> _Information given_:
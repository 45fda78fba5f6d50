use std::fmt;

use serde::{Deserialize, Serialize};

use super::ConfigError;
use crate::crypto::EncryptionKey;

/// Key for the encrypted configuration columns.
///
/// The key is base64 of exactly 32 bytes (AES-256). It is never written back
/// out: serialization skips it and `Debug` redacts it.
#[derive(Clone, Default, Serialize, Deserialize)]
#[serde(deny_unknown_fields)]
pub struct EncryptionConfig {
    #[serde(default, skip_serializing)]
    key: Option<String>,
}

impl fmt::Debug for EncryptionConfig {
    fn fmt(&self, f: &mut fmt::Formatter<'_>) -> fmt::Result {
        f.debug_struct("EncryptionConfig")
            .field("key", &self.key.as_ref().map(|_| "<redacted>"))
            .finish()
    }
}

impl EncryptionConfig {
    pub fn is_configured(&self) -> bool {
        self.key.as_deref().is_some_and(|k| !k.is_empty())
    }

    /// Decode the configured key.
    pub fn key(&self) -> Result<EncryptionKey, ConfigError> {
        let encoded = self
            .key
            .as_deref()
            .filter(|k| !k.is_empty())
            .ok_or_else(|| ConfigError::Validation("encryption.key is not set".into()))?;
        EncryptionKey::from_base64(encoded)
            .map_err(|e| ConfigError::Validation(format!("encryption.key: {e}")))
    }

    pub fn validate(&self) -> Result<(), ConfigError> {
        if self.is_configured() {
            self.key()?;
        }
        Ok(())
    }
}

> _Description of the task_: Look for the line that contains "encrypted configuration columns." in the entries above. Set it down, along with all later lines, exactly as written.

> _Your solution_:
/// Key for the encrypted configuration columns.
///
/// The key is base64 of exactly 32 bytes (AES-256). It is never written back
/// out: serialization skips it and `Debug` redacts it.
#[derive(Clone, Default, Serialize, Deserialize)]
#[serde(deny_unknown_fields)]
pub struct EncryptionConfig {
    #[serde(default, skip_serializing)]
    key: Option<String>,
}

impl fmt::Debug for EncryptionConfig {
    fn fmt(&self, f: &mut fmt::Formatter<'_>) -> fmt::Result {
        f.debug_struct("EncryptionConfig")
            .field("key", &self.key.as_ref().map(|_| "<redacted>"))
            .finish()
    }
}

impl EncryptionConfig {
    pub fn is_configured(&self) -> bool {
        self.key.as_deref().is_some_and(|k| !k.is_empty())
    }

    /// Decode the configured key.
    pub fn key(&self) -> Result<EncryptionKey, ConfigError> {
        let encoded = self
            .key
            .as_deref()
            .filter(|k| !k.is_empty())
            .ok_or_else(|| ConfigError::Validation("encryption.key is not set".into()))?;
        EncryptionKey::from_base64(encoded)
            .map_err(|e| ConfigError::Validation(format!("encryption.key: {e}")))
    }

    pub fn validate(&self) -> Result<(), ConfigError> {
        if self.is_configured() {
            self.key()?;
        }
        Ok(())
    }
}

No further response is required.